Today’s environment is an important reminder that any given institution might ultimately prove to be a flawed steward of the information in its control. Unfortunately, this risk can be compounded by our traditional mechanism for conveying knowledge, namely, to concentrate the authority to distribute scholarship, via the author’s copyright, in the hands of a very limited number of parties. Most typically, this would mean giving a single publisher broad control over where, when, and how a work of scholarship might appear. The risk this arrangement poses for authors and for the public is that a copyright owner might use its control to silence a work, rather than to further its reach. This might sound paranoid, but there is no shortage of examples of copyright used in precisely this way, whether it is the Ecuadorian government seeking to silence criticism of its former president or the owner of a basketball team looking to get rid of an embarrassing photograph. Less overtly censorial (but just as problematic) is the long track record among copyright holders of letting works fall out of print and out of view—or literally letting them rot—rather than keep them in the public eye for the duration of our ever-longer copyright terms.

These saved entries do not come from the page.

// Builders for synthetic tag streams and movies.
#![allow(dead_code)]

use flate2::write::ZlibEncoder;
use flate2::Compression;
use std::io::Write;
use swf_data::{ColorTransform, Rectangle, Rgba, TagType};

#[derive(Default)]
pub struct BitWriter {
    bytes: Vec<u8>,
    current: u8,
    count: u32,
}

impl BitWriter {
    pub fn bits(&mut self, value: u32, n: u32) -> &mut Self {
        for i in (0..n).rev() {
            self.current = (self.current << 1) | ((value >> i) & 1) as u8;
            self.count += 1;
            if self.count == 8 {
                self.bytes.push(self.current);
                self.current = 0;
                self.count = 0;
            }
        }
        self
    }

    pub fn sbits(&mut self, value: i32, n: u32) -> &mut Self {
        let mask = if n == 32 { u32::MAX } else { (1u32 << n) - 1 };
        self.bits(value as u32 & mask, n)
    }

    pub fn finish(&mut self) -> Vec<u8> {
        if self.count > 0 {
            self.bytes.push(self.current << (8 - self.count));
            self.current = 0;
            self.count = 0;
        }
        std::mem::take(&mut self.bytes)
    }
}

pub fn signed_bits(values: &[i32]) -> u32 {
    values
        .iter()
        .map(|v| {
            let magnitude = if *v < 0 { !*v } else { *v };
            33 - magnitude.leading_zeros()
        })
        .max()
        .unwrap_or(1)
        .max(1)
}

pub fn rect(bounds: Rectangle) -> Vec<u8> {
    let values = [bounds.x_min, bounds.x_max, bounds.y_min, bounds.y_max];
    let n = signed_bits(&values);
    let mut writer = BitWriter::default();
    writer.bits(n, 5);
    for value in values {
        writer.sbits(value, n);
    }
    writer.finish()
}

pub fn translate(x: i32, y: i32) -> Vec<u8> {
    let n = signed_bits(&[x, y]);
    let mut writer = BitWriter::default();
    writer.bits(0, 1).bits(0, 1).bits(n, 5).sbits(x, n).sbits(y, n);
    writer.finish()
}

pub fn cxform_with_alpha(transform: &ColorTransform) -> Vec<u8> {
    let values: Vec<i32> = transform.mult.iter().chain(&transform.add).map(|v| i32::from(*v)).collect();
    let n = signed_bits(&values);
    let mut writer = BitWriter::default();
    writer.bits(1, 1).bits(1, 1).bits(n, 4);
    for value in values {
        writer.sbits(value, n);
    }
    writer.finish()
}

pub fn tag(tag_type: TagType, payload: &[u8]) -> Vec<u8> {
    raw_tag(tag_type.code(), payload)
}

pub fn raw_tag(code: u16, payload: &[u8]) -> Vec<u8> {
    let mut out = Vec::new();
    if payload.len() < 0x3F {
        out.extend_from_slice(&((code << 6) | payload.len() as u16).to_le_bytes());
    } else {
        out.extend_from_slice(&((code << 6) | 0x3F).to_le_bytes());
        out.extend_from_slice(&(payload.len() as u32).to_le_bytes());
    }
    out.extend_from_slice(payload);
    out
}

pub fn end() -> Vec<u8> {
    vec![0, 0]
}

pub fn show_frame() -> Vec<u8> {
    tag(TagType::ShowFrame, &[])
}

/// `DefineShape3` with solid fills and no outline.
pub fn define_shape(id: u16, bounds: Rectangle, fills: &[Rgba]) -> Vec<u8> {
    let mut payload = id.to_le_bytes().to_vec();
    payload.extend(rect(bounds));
    payload.push(fills.len() as u8);
    for fill in fills {
        payload.extend_from_slice(&[0x00, fill.r, fill.g, fill.b, fill.a]);
    }
    payload.push(0);
    // one fill bit, no line bits, end of shape
    payload.extend_from_slice(&[0x10, 0x00]);
    tag(TagType::DefineShape3, &payload)
}

/// `DefineShape3` with one clipped bitmap fill.
pub fn define_bitmap_shape(id: u16, bounds: Rectangle, bitmap: u16) -> Vec<u8> {
    let mut payload = id.to_le_bytes().to_vec();
    payload.extend(rect(bounds));
    payload.push(1);
    payload.push(0x41);
    payload.extend_from_slice(&bitmap.to_le_bytes());
    payload.extend(translate(0, 0));
    payload.push(0);
    payload.extend_from_slice(&[0x10, 0x00]);
    tag(TagType::DefineShape3, &payload)
}

/// `DefineBitsLossless2` of 32-bit premultiplied ARGB pixels.
pub fn define_lossless(id: u16, width: u16, height: u16, argb: &[u8]) -> Vec<u8> {
    let mut encoder = ZlibEncoder::new(Vec::new(), Compression::default());
    encoder.write_all(argb).unwrap();
    let mut payload = id.to_le_bytes().to_vec();
    payload.push(5);
    payload.extend_from_slice(&width.to_le_bytes());
    payload.extend_from_slice(&height.to_le_bytes());
    payload.extend(encoder.finish().unwrap());
    tag(TagType::DefineBitsLossless2, &payload)
}

pub fn define_sprite(id: u16, frame_count: u16, body: &[Vec<u8>]) -> Vec<u8> {
    let mut payload = id.to_le_bytes().to_vec();
    payload.extend_from_slice(&frame_count.to_le_bytes());
    for tag in body {
        payload.extend_from_slice(tag);
    }
    payload.extend(end());
    tag(TagType::DefineSprite, &payload)
}

/// `PlaceObject2` of a new character, optionally translated.
pub fn place(depth: u16, id: u16, offset: Option<(i32, i32)>) -> Vec<u8> {
    place_with(depth, Some(id), false, offset, None)
}

pub fn place_with(
    depth: u16,
    id: Option<u16>,
    is_move: bool,
    offset: Option<(i32, i32)>,
    color: Option<ColorTransform>,
) -> Vec<u8> {
    let mut flags = 0u8;
    if is_move {
        flags |= 0x01;
    }
    if id.is_some() {
        flags |= 0x02;
    }
    if offset.is_some() {
        flags |= 0x04;
    }
    if color.is_some() {
        flags |= 0x08;
    }
    let mut payload = vec![flags];
    payload.extend_from_slice(&depth.to_le_bytes());
    if let Some(id) = id {
        payload.extend_from_slice(&id.to_le_bytes());
    }
    if let Some((x, y)) = offset {
        payload.extend(translate(x, y));
    }
    if let Some(color) = color {
        payload.extend(cxform_with_alpha(&color));
    }
    tag(TagType::PlaceObject2, &payload)
}

pub fn remove(depth: u16) -> Vec<u8> {
    tag(TagType::RemoveObject2, &depth.to_le_bytes())
}

pub fn frame_label(name: &str) -> Vec<u8> {
    let mut payload = name.as_bytes().to_vec();
    payload.push(0);
    tag(TagType::FrameLabel, &payload)
}

pub fn export(entries: &[(u16, &str)]) -> Vec<u8> {
    let mut payload = (entries.len() as u16).to_le_bytes().to_vec();
    for (id, name) in entries {
        payload.extend_from_slice(&id.to_le_bytes());
        payload.extend_from_slice(name.as_bytes());
        payload.push(0);
    }
    tag(TagType::ExportAssets, &payload)
}

/// Concatenates tags and appends `End`.
pub fn stream(tags: &[Vec<u8>]) -> Vec<u8> {
    let mut out = tags.concat();
    out.extend(end());
    out
}

/// Uncompressed movie around `tags`.
pub fn movie(version: u8, stage: Rectangle, frame_count: u16, tags: &[Vec<u8>]) -> Vec<u8> {
    let mut body = rect(stage);
    body.extend_from_slice(&[0x00, 0x18]);
    body.extend_from_slice(&frame_count.to_le_bytes());
    body.extend(stream(tags));

    let mut out = b"FWS".to_vec();
    out.push(version);
    out.extend_from_slice(&((8 + body.len()) as u32).to_le_bytes());
    out.extend(body);
    out
}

Happily, it’s increasingly common for the rights over scholarship to be more diffusely distributed, and savvy authors have multiple avenues for ensuring their work doesn’t go dark. Each of the following might have the power to share a particular work of scholarship with the public:

  • Publishers, of course, serve this function.
  • Authors often retain rights to share their work, most particularly as a “preprint” version. You can learn more about publisher policies on author sharing on SHERPA/RoMEO.
  • Universities, under open access policies, can have the right to share institutionally affiliated scholarship (see below).
  • Government agencies now often require authors to share the research they fund.
  • The public itself might be empowered to share scholarly work, such as when it is published on open access terms under a Creative Commonslicense.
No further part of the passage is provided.